* Task statement:
Please output each entry exactly as it appears.

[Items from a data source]
_____

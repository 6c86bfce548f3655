/*!
 * Batch drivers for translated rendering.
 *
 * A batch unit is one (format, language) pair. Inside a unit, policies, procedures and
 * narratives are processed one document at a time in listing order, and the unit
 * stops at its first failing document. Units are independent: they run concurrently
 * up to a configured bound, each with its own staleness tracker, and every unit is
 * awaited before the aggregate result is reported.
 */

use std::path::PathBuf;
use std::sync::Arc;
use std::time::Instant;

use futures::stream::{self, StreamExt};
use log::{error, info};

use crate::app_config::{ResolvedTranslation, TranslationMode};
use crate::document::{DocumentKind, DocumentSource};
use crate::errors::TranslationResult;
use crate::providers::Translator;
use crate::render::{OutputFormat, Renderer};

use super::orchestrator::{DocumentTranslator, RenderOutcome};
use super::staleness::StalenessTracker;

/// Aggregate result of one or more batch units
#[derive(Debug, Default, Clone, PartialEq, Eq)]
pub struct BatchSummary {
    /// Artifacts written, in unit then listing order
    pub rendered: Vec<PathBuf>,
    /// Documents skipped as already processed
    pub skipped: usize,
}

impl BatchSummary {
    fn merge(&mut self, other: BatchSummary) {
        self.rendered.extend(other.rendered);
        self.skipped += other.skipped;
    }
}

/// Drives translated rendering over every document collection
pub struct BatchDriver {
    source: Arc<dyn DocumentSource>,
    provider: Arc<dyn Translator>,
    renderer: Arc<dyn Renderer>,
    output_dir: PathBuf,
    source_language: String,
    mode: TranslationMode,
    max_concurrent_batches: usize,
}

impl BatchDriver {
    pub fn new(
        source: Arc<dyn DocumentSource>,
        provider: Arc<dyn Translator>,
        renderer: Arc<dyn Renderer>,
        output_dir: impl Into<PathBuf>,
    ) -> Self {
        Self {
            source,
            provider,
            renderer,
            output_dir: output_dir.into(),
            source_language: "en".to_string(),
            mode: TranslationMode::Direct,
            max_concurrent_batches: 2,
        }
    }

    /// Apply source language, mode and concurrency bound from a resolved configuration
    pub fn configured(mut self, resolved: &ResolvedTranslation) -> Self {
        self.source_language = resolved.source_language.clone();
        self.mode = resolved.mode;
        self.max_concurrent_batches = resolved.max_concurrent_batches.max(1);
        self
    }

    pub fn with_max_concurrent_batches(mut self, max: usize) -> Self {
        self.max_concurrent_batches = max.max(1);
        self
    }

    /// Translated PDF batch for one language
    pub async fn pdf_translated(&self, language: &str) -> TranslationResult<BatchSummary> {
        self.run_unit(OutputFormat::Pdf, language).await
    }

    /// Translated HTML batch for one language
    pub async fn html_translated(&self, language: &str) -> TranslationResult<BatchSummary> {
        self.run_unit(OutputFormat::Html, language).await
    }

    /// Run one unit with a fresh staleness tracker
    pub async fn run_unit(&self, format: OutputFormat, language: &str) -> TranslationResult<BatchSummary> {
        info!("Generating translated {} documents ({})...", format.extension().to_uppercase(), language);

        let translator = DocumentTranslator::new(
            Arc::clone(&self.provider),
            Arc::clone(&self.renderer),
            StalenessTracker::new(),
        )
        .with_mode(self.mode)
        .with_source_language(self.source_language.clone());

        let mut summary = BatchSummary::default();
        for kind in DocumentKind::ALL {
            for document in self.source.originals(kind)? {
                match translator
                    .translate_for_rendering(&document, &self.output_dir, language, format)
                    .await?
                {
                    RenderOutcome::Rendered(path) => summary.rendered.push(path),
                    RenderOutcome::Skipped => summary.skipped += 1,
                }
            }
        }
        Ok(summary)
    }

    /// Run every (format, language) unit.
    ///
    /// All units are awaited. If any failed, the error of the first failing unit in
    /// (format, language) order is returned.
    pub async fn run_all(&self, formats: &[OutputFormat], languages: &[String]) -> TranslationResult<BatchSummary> {
        let units: Vec<(OutputFormat, &str)> = formats
            .iter()
            .flat_map(|format| languages.iter().map(move |language| (*format, language.as_str())))
            .collect();
        let total = units.len();

        let mut results = stream::iter(units.into_iter().enumerate())
            .map(|(index, (format, language))| async move {
                let start = Instant::now();
                let result = self.run_unit(format, language).await;
                match &result {
                    Ok(summary) => info!(
                        "{} batch ({}) completed in {:?}: {} rendered, {} skipped",
                        format,
                        language,
                        start.elapsed(),
                        summary.rendered.len(),
                        summary.skipped
                    ),
                    Err(e) => error!("{} batch ({}) failed: {}", format, language, e),
                }
                (index, result)
            })
            .buffer_unordered(self.max_concurrent_batches)
            .collect::<Vec<_>>()
            .await;

        results.sort_by_key(|(index, _)| *index);

        let mut summary = BatchSummary::default();
        let mut first_error = None;
        for (_, result) in results {
            match result {
                Ok(unit) => summary.merge(unit),
                Err(e) if first_error.is_none() => first_error = Some(e),
                Err(_) => {}
            }
        }

        match first_error {
            Some(e) => Err(e),
            None => {
                info!("{} translated batch units completed", total);
                Ok(summary)
            }
        }
    }
}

_____

* Problem solution:
repository 6c86bfce548f3655
/*!
 * Batch drivers for translated rendering.
 *
 * A batch unit is one (format, language) pair. Inside a unit, policies, procedures and
 * narratives are processed one document at a time in listing order, and the unit
 * stops at its first failing document. Units are independent: they run concurrently
 * up to a configured bound, each with its own staleness tracker, and every unit is
 * awaited before the aggregate result is reported.
 */

use std::path::PathBuf;
use std::sync::Arc;
use std::time::Instant;

use futures::stream::{self, StreamExt};
use log::{error, info};

use crate::app_config::{ResolvedTranslation, TranslationMode};
use crate::document::{DocumentKind, DocumentSource};
use crate::errors::TranslationResult;
use crate::providers::Translator;
use crate::render::{OutputFormat, Renderer};

use super::orchestrator::{DocumentTranslator, RenderOutcome};
use super::staleness::StalenessTracker;

/// Aggregate result of one or more batch units
#[derive(Debug, Default, Clone, PartialEq, Eq)]
pub struct BatchSummary {
    /// Artifacts written, in unit then listing order
    pub rendered: Vec<PathBuf>,
    /// Documents skipped as already processed
    pub skipped: usize,
}

impl BatchSummary {
    fn merge(&mut self, other: BatchSummary) {
        self.rendered.extend(other.rendered);
        self.skipped += other.skipped;
    }
}

/// Drives translated rendering over every document collection
pub struct BatchDriver {
    source: Arc<dyn DocumentSource>,
    provider: Arc<dyn Translator>,
    renderer: Arc<dyn Renderer>,
    output_dir: PathBuf,
    source_language: String,
    mode: TranslationMode,
    max_concurrent_batches: usize,
}

impl BatchDriver {
    pub fn new(
        source: Arc<dyn DocumentSource>,
        provider: Arc<dyn Translator>,
        renderer: Arc<dyn Renderer>,
        output_dir: impl Into<PathBuf>,
    ) -> Self {
        Self {
            source,
            provider,
            renderer,
            output_dir: output_dir.into(),
            source_language: "en".to_string(),
            mode: TranslationMode::Direct,
            max_concurrent_batches: 2,
        }
    }

    /// Apply source language, mode and concurrency bound from a resolved configuration
    pub fn configured(mut self, resolved: &ResolvedTranslation) -> Self {
        self.source_language = resolved.source_language.clone();
        self.mode = resolved.mode;
        self.max_concurrent_batches = resolved.max_concurrent_batches.max(1);
        self
    }

    pub fn with_max_concurrent_batches(mut self, max: usize) -> Self {
        self.max_concurrent_batches = max.max(1);
        self
    }

    /// Translated PDF batch for one language
    pub async fn pdf_translated(&self, language: &str) -> TranslationResult<BatchSummary> {
        self.run_unit(OutputFormat::Pdf, language).await
    }

    /// Translated HTML batch for one language
    pub async fn html_translated(&self, language: &str) -> TranslationResult<BatchSummary> {
        self.run_unit(OutputFormat::Html, language).await
    }

    /// Run one unit with a fresh staleness tracker
    pub async fn run_unit(&self, format: OutputFormat, language: &str) -> TranslationResult<BatchSummary> {
        info!("Generating translated {} documents ({})...", format.extension().to_uppercase(), language);

        let translator = DocumentTranslator::new(
            Arc::clone(&self.provider),
            Arc::clone(&self.renderer),
            StalenessTracker::new(),
        )
        .with_mode(self.mode)
        .with_source_language(self.source_language.clone());

        let mut summary = BatchSummary::default();
        for kind in DocumentKind::ALL {
            for document in self.source.originals(kind)? {
                match translator
                    .translate_for_rendering(&document, &self.output_dir, language, format)
                    .await?
                {
                    RenderOutcome::Rendered(path) => summary.rendered.push(path),
                    RenderOutcome::Skipped => summary.skipped += 1,
                }
            }
        }
        Ok(summary)
    }

    /// Run every (format, language) unit.
    ///
    /// All units are awaited. If any failed, the error of the first failing unit in
    /// (format, language) order is returned.
    pub async fn run_all(&self, formats: &[OutputFormat], languages: &[String]) -> TranslationResult<BatchSummary> {
        let units: Vec<(OutputFormat, &str)> = formats
            .iter()
            .flat_map(|format| languages.iter().map(move |language| (*format, language.as_str())))
            .collect();
        let total = units.len();

        let mut results = stream::iter(units.into_iter().enumerate())
            .map(|(index, (format, language))| async move {
                let start = Instant::now();
                let result = self.run_unit(format, language).await;
                match &result {
                    Ok(summary) => info!(
                        "{} batch ({}) completed in {:?}: {} rendered, {} skipped",
                        format,
                        language,
                        start.elapsed(),
                        summary.rendered.len(),
                        summary.skipped
                    ),
                    Err(e) => error!("{} batch ({}) failed: {}", format, language, e),
                }
                (index, result)
            })
            .buffer_unordered(self.max_concurrent_batches)
            .collect::<Vec<_>>()
            .await;

        results.sort_by_key(|(index, _)| *index);

        let mut summary = BatchSummary::default();
        let mut first_error = None;
        for (_, result) in results {
            match result {
                Ok(unit) => summary.merge(unit),
                Err(e) if first_error.is_none() => first_error = Some(e),
                Err(_) => {}
            }
        }

        match first_error {
            Some(e) => Err(e),
            None => {
                info!("{} translated batch units completed", total);
                Ok(summary)
            }
        }
    }
}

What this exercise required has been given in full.